Un giorno abbiamo letto che al termine di una partita giocata ad Ambrì con il tuo Bienne, quando siete rientrati dalla trasferta tu sei andato in pista per lavorare sulla qualità del tuo tiro. È vero? «Sì... Ricordo che c’era stato un momento in cui ho mancato il tiro: avrebbe dovuto essere un gol facile... Ero davvero arrabbiato, anzi diciamo che ero furioso, e naturalmente anche parecchio giovane: non sapevo ancora come gestire bene le emozioni. Ma dovevo pur fare qualcosa, perché ero talmente arrabbiato che non sarei riuscito a dormire...».
Adesso, però, la situazione è ben diversa. Quando Patrick Fischer, tra la sorpresa generale, decise di portarti a Bratislava nel 2019, in quello che fu il tuo esordio a un Mondiale, eri ancora un ragazzino: quanto senti di essere cresciuto in questi anni? «Tantissimo. E da allora il tempo è letteralmente volato, tanto che questo è già il mio terzo Mondiale in sei anni. Quando sei un po’ più vecchio, pur restando comunque un giovane, avverti che stai migliorando, che stai crescendo sia sul ghiaccio, sia fuori. È indubbio che c’è stata un’evoluzione, ed è anche merito dell’esperienza che ho potuto maturare».
A proposito di esperienza: durante la stagione sei stato costretto a fare i conti con un serio infortunio e hai dovuto lottare per superarlo... «Anche questo fa parte degli insegnamenti che uno deve saper mettere a frutto, e non è facile confrontarsi con un grave infortunio, perché ti rendi conto che la sera prima stavi lottando in pista e la mattina dopo non riesci nemmeno a muoverti – dice, alludendo allo strappo all’inguine occorsogli sul ghiaccio di Calgary nel mese di dicembre –. Era la prima volta in carriera che mi capitava qualcosa di grosso, e a quel punto capisci che non c’è nulla che tu possa fare: il rischio è di lasciarsi trascinare in una spirale negativa, e per combattere puoi soltanto trovare qualcosa che riesca comunque a entusiasmarti, in attesa di ritornare a giocare, allenandoti per quanto possibile e cercando di pensare ai benefici che stai ottenendo mentre ti prepari al rientro».

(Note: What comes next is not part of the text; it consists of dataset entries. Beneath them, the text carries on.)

//! Encoded polyline codec as used by the Google Maps APIs.
//!
//! Each coordinate is stored as the delta to its predecessor, scaled by 1e5,
//! zig-zag encoded and split into 5-bit chunks. A chunk is written as the
//! character `chunk + 63`, with `0x20` set on every chunk except the last of a
//! value.

use std::{error, fmt};

pub const PRECISION: f64 = 100_000.0;

const CHAR_OFFSET: u8 = 63;
const CONTINUATION_BIT: i64 = 0x20;
const CHUNK_MASK: i64 = 0x1f;
const MAX_SHIFT: u32 = 60;

#[derive(Debug, Clone, PartialEq, Eq)]
pub enum PolylineError {
    /// A byte outside of `'?'..='~'`.
    InvalidCharacter { position: usize, byte: u8 },
    /// The input ended in the middle of a value or after a lone latitude.
    Truncated { position: usize },
    /// More continuation chunks than fit into the accumulator.
    Overflow { position: usize },
}

impl error::Error for PolylineError {}

impl fmt::Display for PolylineError {
    fn fmt(&self, f: &mut fmt::Formatter) -> fmt::Result {
        match self {
            PolylineError::InvalidCharacter { position, byte } => write!(
                f,
                "invalid polyline character {:?} at position {}",
                *byte as char, position
            ),
            PolylineError::Truncated { position } => {
                write!(f, "polyline ended unexpectedly at position {}", position)
            }
            PolylineError::Overflow { position } => {
                write!(f, "polyline value too long at position {}", position)
            }
        }
    }
}

/// Reads one zig-zag encoded value starting at `*cursor` and advances the
/// cursor past it.
fn decode_value(bytes: &[u8], cursor: &mut usize) -> Result<i64, PolylineError> {
    let start = *cursor;
    let mut result: i64 = 0;
    let mut shift: u32 = 0;
    loop {
        let byte = *bytes
            .get(*cursor)
            .ok_or(PolylineError::Truncated { position: *cursor })?;
        if !(CHAR_OFFSET..=CHAR_OFFSET + 63).contains(&byte) {
            return Err(PolylineError::InvalidCharacter {
                position: *cursor,
                byte,
            });
        }
        if shift > MAX_SHIFT {
            return Err(PolylineError::Overflow { position: start });
        }
        let chunk = (byte - CHAR_OFFSET) as i64;
        result |= (chunk & CHUNK_MASK) << shift;
        shift += 5;
        *cursor += 1;
        if chunk & CONTINUATION_BIT == 0 {
            break;
        }
    }
    Ok(if result & 1 == 1 {
        !(result >> 1)
    } else {
        result >> 1
    })
}

/// Adds the next delta to a running coordinate. Deltas can be close to
/// `i64::MAX`, so the sum has to be checked.
fn accumulate(total: i64, bytes: &[u8], cursor: &mut usize) -> Result<i64, PolylineError> {
    let position = *cursor;
    let delta = decode_value(bytes, cursor)?;
    total
        .checked_add(delta)
        .ok_or(PolylineError::Overflow { position })
}

/// Decodes an encoded polyline into `(latitude, longitude)` pairs in the
/// order they were encoded.
pub fn decode(encoded: &str) -> Result<Vec<(f64, f64)>, PolylineError> {
    let bytes = encoded.as_bytes();
    let mut cursor = 0;
    let mut lat: i64 = 0;
    let mut lng: i64 = 0;
    let mut points = Vec::new();

    while cursor < bytes.len() {
        lat = accumulate(lat, bytes, &mut cursor)?;
        lng = accumulate(lng, bytes, &mut cursor)?;
        points.push((lat as f64 / PRECISION, lng as f64 / PRECISION));
    }

    Ok(points)
}

fn encode_value(value: i64, output: &mut String) {
    let mut value = if value < 0 { !(value << 1) } else { value << 1 };
    while value >= CONTINUATION_BIT {
        output.push(((CONTINUATION_BIT | (value & CHUNK_MASK)) as u8 + CHAR_OFFSET) as char);
        value >>= 5;
    }
    output.push((value as u8 + CHAR_OFFSET) as char);
}

/// Encodes `(latitude, longitude)` pairs, rounding each to 1e-5 degrees.
pub fn encode<I>(points: I) -> String
where
    I: IntoIterator<Item = (f64, f64)>,
{
    let mut output = String::new();
    let mut previous_lat: i64 = 0;
    let mut previous_lng: i64 = 0;

    for (latitude, longitude) in points {
        let lat = (latitude * PRECISION).round() as i64;
        let lng = (longitude * PRECISION).round() as i64;
        encode_value(lat - previous_lat, &mut output);
        encode_value(lng - previous_lng, &mut output);
        previous_lat = lat;
        previous_lng = lng;
    }

    output
}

Quanto è stato difficile per te il cambiamento dall’Arizona alla Florida? «Diciamo che sono due situazioni diverse, perché è completamente differente il modo in cui le due franchigie vengono gestite. A Tampa Bay stanno facendo davvero un ottimo lavoro nel valorizzare ogni singolo impiegato nell’organizzazione, creando un certo legame tra le persone in una città che è interamente dietro alla squadra, e la segue con vero interesse. In Arizona, invece, è come se a nessuno interessasse davvero cosa stessimo facendo. In Florida è un’altra cosa: il club vuole dare qualcosa in cambio alla comunità e c’è davvero un grande interesse per l’hockey: c’è voglia di assistere alle partite, la gente ne va matta, è stato davvero bello vederlo».
I Mondiali, invece? Un anno fa non avevi potuto esserci, mentre adesso torni a far parte di un gruppo su cui c’è davvero una grande attesa, dopo che l’anno scorso era arrivato a un solo passo dal conquistare il titolo. «Purtroppo quell’avventura me la sono persa, ma è stato davvero un gran Mondiale quello. Anzi, direi che a Praga la Svizzera ha fatto davvero qualcosa di incredibile. Ma il bello di questo gruppo – conclude Moser – è che ogni volta che torni hai l’impressione di non essere mai partito, non importa che tu faccia parte dello staff oppure che tu sia un giocatore. E questa è davvero una gran bella cosa: siamo qui tutti per dare il massimo e metterci nelle migliori condizioni possibili per riuscire a compiere quel passo che ancora ci manca».